What the task requires: Below is a block of entries; repeat exactly the lines starting at the line that contains "pub const XMLNS_URI: &'static" and ending at the line that contains "use super::*;", both included.

Records supplied:
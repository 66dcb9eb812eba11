//! Message domains used by the parsing engine.

use std::fmt;

/// A namespace grouping related error message keys.
///
/// The engine identifies domains by URI. Known URIs parse into dedicated
/// variants; anything else is kept verbatim in [`Domain::Other`].
#[derive(Debug, Clone, PartialEq, Eq, Hash)]
pub enum Domain {
    /// XML 1.0 well-formedness.
    Xml,
    /// Namespaces in XML.
    XmlNs,
    /// XML Schema validation.
    Schema,
    /// `xml-model` processing instructions.
    XmlModel,
    /// Any other domain, by URI.
    Other(String),
}

impl Domain {
    pub const XML_URI: &'static str = "http://www.w3.org/TR/1998/REC-xml-19980210";
    pub const XMLNS_URI: &'static str = "http://www.w3.org/TR/1999/REC-xml-names-19990114";
    pub const SCHEMA_URI: &'static str = "http://www.w3.org/TR/xml-schema-1";
    pub const XML_MODEL_URI: &'static str = "http://www.w3.org/TR/xml-model/";

    /// Parse a domain URI.
    pub fn parse(uri: &str) -> Self {
        match uri {
            Self::XML_URI => Domain::Xml,
            Self::XMLNS_URI => Domain::XmlNs,
            Self::SCHEMA_URI => Domain::Schema,
            Self::XML_MODEL_URI => Domain::XmlModel,
            other => Domain::Other(other.to_string()),
        }
    }

    /// Returns the domain URI.
    pub fn as_str(&self) -> &str {
        match self {
            Domain::Xml => Self::XML_URI,
            Domain::XmlNs => Self::XMLNS_URI,
            Domain::Schema => Self::SCHEMA_URI,
            Domain::XmlModel => Self::XML_MODEL_URI,
            Domain::Other(uri) => uri,
        }
    }
}

impl From<&str> for Domain {
    fn from(uri: &str) -> Self {
        Self::parse(uri)
    }
}

impl fmt::Display for Domain {
    fn fmt(&self, f: &mut fmt::Formatter<'_>) -> fmt::Result {
        f.write_str(self.as_str())
    }
}

#[cfg(test)]
mod tests {
    use super::*;

    #[test]
    fn test_parse_known_domains() {
        assert_eq!(Domain::parse(Domain::XML_URI), Domain::Xml);
        assert_eq!(Domain::parse(Domain::XMLNS_URI), Domain::XmlNs);
        assert_eq!(Domain::parse(Domain::SCHEMA_URI), Domain::Schema);
        assert_eq!(Domain::parse(Domain::XML_MODEL_URI), Domain::XmlModel);
    }

    #[test]
    fn test_parse_other_domain_keeps_uri() {
        let domain = Domain::parse("urn:custom");

        assert_eq!(domain, Domain::Other("urn:custom".to_string()));
        assert_eq!(domain.to_string(), "urn:custom");
    }
}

Your solution:
    pub const XMLNS_URI: &'static str = "http://www.w3.org/TR/1999/REC-xml-names-19990114";
    pub const SCHEMA_URI: &'static str = "http://www.w3.org/TR/xml-schema-1";
    pub const XML_MODEL_URI: &'static str = "http://www.w3.org/TR/xml-model/";

    /// Parse a domain URI.
    pub fn parse(uri: &str) -> Self {
        match uri {
            Self::XML_URI => Domain::Xml,
            Self::XMLNS_URI => Domain::XmlNs,
            Self::SCHEMA_URI => Domain::Schema,
            Self::XML_MODEL_URI => Domain::XmlModel,
            other => Domain::Other(other.to_string()),
        }
    }

    /// Returns the domain URI.
    pub fn as_str(&self) -> &str {
        match self {
            Domain::Xml => Self::XML_URI,
            Domain::XmlNs => Self::XMLNS_URI,
            Domain::Schema => Self::SCHEMA_URI,
            Domain::XmlModel => Self::XML_MODEL_URI,
            Domain::Other(uri) => uri,
        }
    }
}

impl From<&str> for Domain {
    fn from(uri: &str) -> Self {
        Self::parse(uri)
    }
}

impl fmt::Display for Domain {
    fn fmt(&self, f: &mut fmt::Formatter<'_>) -> fmt::Result {
        f.write_str(self.as_str())
    }
}

#[cfg(test)]
mod tests {
    use super::*;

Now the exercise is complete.